33:35 One who, from pride, seizes (or uses) one of the above articles, shall be corporally punished, if they belong to the king. A. The reading of this paragraph is quite uncertain.

33:36 'The price of a commodity,' the price paid for a saleable commodity which has been sold. 'A deposit,' a trust. 'A fine,' an amercement which has been inflicted by the king's judges. 'What has been abandoned,' what has been seized after its dereliction (by the original owner). 'What has been idly promised' to bards or other worthless persons.

33:37 If the Sûdras, by whom this crime has been committed, are punished by the king, he becomes free from blame. Otherwise, the blame falls on him, as it is his duty to reward the honest, and to punish evil-doers. A.

33:38 The divers forms in which a plaint is instituted in each of these several cases (excepting a single case, a transaction of sale) are stated as follows by A.: '1. This man has not taken notice of a certain royal edict. 2. This man has (unduly) availed himself of a certain document relating to its owner. 3. This man, by virtue of a certain written title, has appropriated a slave girl belonging to p. 34 myself. 4. This man raises the revenue of a certain village which has been granted to myself. The grant relates to myself only. 5. This property has first been pledged tome by the debtor. How can any one else enjoy it? 6. Why does not this man deliver this chattel to me, which has been promised to me in writing? 7. I have purchased this commodity from him, and paid for it. He does not make the commodity over to me.'—Read âgñâ.

34:39 Where the defendant raises groundless objections against the trustworthiness of the depositions of witnesses, he is liable to punishment, like one who shuns the judicial investigation, and loses his suit in consequence. After the witnesses have been cleared from suspicion, their statements have to be examined in order to remove what looks suspicious in them. A.

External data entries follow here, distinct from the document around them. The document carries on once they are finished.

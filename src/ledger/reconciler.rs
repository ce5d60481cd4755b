//! Ledger reconciler
//!
//! Standing batch job that restores the one-row-per-(user, day) invariant.
//! Duplicate rows should be structurally impossible under the unique index,
//! but exist historically from data written before the index and from races
//! during migration. Each duplicate group is merged by summing its numeric
//! fields into the earliest-inserted row and deleting the rest. Running the
//! job with no duplicates present is a no-op, so it is safe on a schedule
//! or on demand.

use std::sync::Arc;

use tracing::{info, warn};

use crate::ledger::{DuplicateGroup, LedgerDelta, LedgerStore};
use crate::types::Result;

/// Outcome of one reconciliation pass
#[derive(Clone, Copy, Debug, Default, PartialEq, Eq)]
pub struct ReconcileReport {
    /// Duplicate (user, day) groups merged
    pub groups_merged: usize,
    /// Rows deleted across all groups
    pub rows_removed: usize,
}

/// Merges duplicate progress ledger rows
pub struct LedgerReconciler<L: LedgerStore> {
    store: Arc<L>,
}

impl<L: LedgerStore> LedgerReconciler<L> {
    pub fn new(store: Arc<L>) -> Self {
        Self { store }
    }

    /// Run one full reconciliation pass. Groups are processed one at a
    /// time so an interrupted run leaves at most one group half-merged.
    pub async fn run_once(&self) -> Result<ReconcileReport> {
        let groups = self.store.duplicate_groups().await?;

        if groups.is_empty() {
            info!("Ledger reconciliation: no duplicate rows found");
            return Ok(ReconcileReport::default());
        }

        let mut report = ReconcileReport::default();
        for group in groups {
            report.rows_removed += self.merge_group(&group).await?;
            report.groups_merged += 1;
        }

        info!(
            groups = report.groups_merged,
            removed = report.rows_removed,
            "Ledger reconciliation complete"
        );
        Ok(report)
    }

    /// Merge one duplicate group: the earliest-inserted row is retained
    /// with the field-wise sum of the whole group, the rest are deleted.
    async fn merge_group(&self, group: &DuplicateGroup) -> Result<usize> {
        let totals = group
            .rows
            .iter()
            .fold(LedgerDelta::default(), |acc, row| {
                acc + LedgerDelta::from_row(row)
            });

        let Some(keep) = group.rows.first().and_then(|r| r._id) else {
            warn!(user = %group.user_id, day = %group.day, "Duplicate group has no retainable row");
            return Ok(0);
        };

        let remove: Vec<_> = group
            .rows
            .iter()
            .skip(1)
            .filter_map(|r| r._id)
            .collect();

        info!(
            user = %group.user_id,
            day = %group.day,
            duplicates = remove.len(),
            "Merging duplicate ledger rows"
        );

        self.store.merge_rows(&keep, &remove, &totals).await?;
        Ok(remove.len())
    }
}

#[cfg(test)]
mod tests {
    use super::*;
    use crate::db::schemas::ProgressDoc;
    use crate::ledger::InMemoryLedgerStore;
    use bson::oid::ObjectId;
    use chrono::NaiveDate;

    use crate::calendar::day_to_bson;

    fn row(user: ObjectId, day: NaiveDate, calories: f64, minutes: f64) -> ProgressDoc {
        let mut row = ProgressDoc::empty(user, day_to_bson(day));
        row.calories_consumed = calories;
        row.workout_minutes = minutes;
        row
    }

    fn day(d: u32) -> NaiveDate {
        NaiveDate::from_ymd_opt(2025, 3, d).unwrap()
    }

    #[tokio::test]
    async fn merges_duplicates_into_earliest_row() {
        let store = Arc::new(InMemoryLedgerStore::new());
        let user = ObjectId::new();

        let first = store.insert_row(row(user, day(1), 300.0, 10.0)).await;
        store.insert_row(row(user, day(1), 200.0, 20.0)).await;
        store.insert_row(row(user, day(1), 100.0, 30.0)).await;
        // A healthy row for another day stays untouched
        store.insert_row(row(user, day(2), 50.0, 5.0)).await;

        let reconciler = LedgerReconciler::new(store.clone());
        let report = reconciler.run_once().await.unwrap();

        assert_eq!(report.groups_merged, 1);
        assert_eq!(report.rows_removed, 2);

        let rows = store.range(&user, day(1), day(1)).await.unwrap();
        assert_eq!(rows.len(), 1);
        assert_eq!(rows[0]._id, Some(first));
        assert_eq!(rows[0].calories_consumed, 600.0);
        assert_eq!(rows[0].workout_minutes, 60.0);

        let other = store.range(&user, day(2), day(2)).await.unwrap();
        assert_eq!(other.len(), 1);
        assert_eq!(other[0].calories_consumed, 50.0);
    }

    #[tokio::test]
    async fn rerun_is_a_no_op() {
        let store = Arc::new(InMemoryLedgerStore::new());
        let user = ObjectId::new();

        store.insert_row(row(user, day(1), 300.0, 0.0)).await;
        store.insert_row(row(user, day(1), 200.0, 0.0)).await;

        let reconciler = LedgerReconciler::new(store.clone());
        reconciler.run_once().await.unwrap();
        let second = reconciler.run_once().await.unwrap();

        assert_eq!(second, ReconcileReport::default());
        let rows = store.range(&user, day(1), day(1)).await.unwrap();
        assert_eq!(rows.len(), 1);
        assert_eq!(rows[0].calories_consumed, 500.0);
    }

    #[tokio::test]
    async fn clean_ledger_is_untouched() {
        let store = Arc::new(InMemoryLedgerStore::new());
        let user = ObjectId::new();
        store.insert_row(row(user, day(1), 300.0, 0.0)).await;

        let reconciler = LedgerReconciler::new(store.clone());
        let report = reconciler.run_once().await.unwrap();

        assert_eq!(report, ReconcileReport::default());
        assert_eq!(store.rows().await.len(), 1);
    }

    #[tokio::test]
    async fn groups_split_by_user_and_day() {
        let store = Arc::new(InMemoryLedgerStore::new());
        let alice = ObjectId::new();
        let bob = ObjectId::new();

        store.insert_row(row(alice, day(1), 100.0, 0.0)).await;
        store.insert_row(row(alice, day(1), 100.0, 0.0)).await;
        store.insert_row(row(bob, day(1), 100.0, 0.0)).await;
        store.insert_row(row(bob, day(2), 100.0, 0.0)).await;

        let reconciler = LedgerReconciler::new(store.clone());
        let report = reconciler.run_once().await.unwrap();

        assert_eq!(report.groups_merged, 1);
        assert_eq!(store.rows().await.len(), 3);
    }
}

34:40 Those who have lost their cause, either through the statements of their own witnesses, or through the decision of the judges, may have their cause tried anew, according to a rule previously laid down. If, however, a man has been convicted by his own conduct, or if the witnesses adduced by him should turn out to have been corrupted by him, the case cannot again be opened. A.

34:41 1. One who pleads guilty; 2. one convicted by his own p. 35 conduct, as e.g. by adducing false witnesses or forged documents; 3. one convicted by the witnesses: those three shall not be punished till they have been condemned by the judges. A.

35:42 When the time for passing a decree has arrived, the judges shall carefully remove all mere assertions of either party. Should they omit to do so, they would be in danger of condemning an innocent man, and might produce evil in this world by causing loss of money, and in the next world by barring the way to paradise to themselves, as it is the duty of kings to restrain evil-doers and to protect the righteous. A.

35:43 According to Brihaspati, the document of victory which has to be given to the victorious party shall contain an accurate record of the plaint, of the answer, and of the judicial investigation.

35:44 The general rules regarding judicial proceedings, which have been laid down in the preceding section, are declared to be the mouth of a lawsuit, because they are applicable to the trial of every suit. 'The self-existent Being,' i.e. Brahman. A.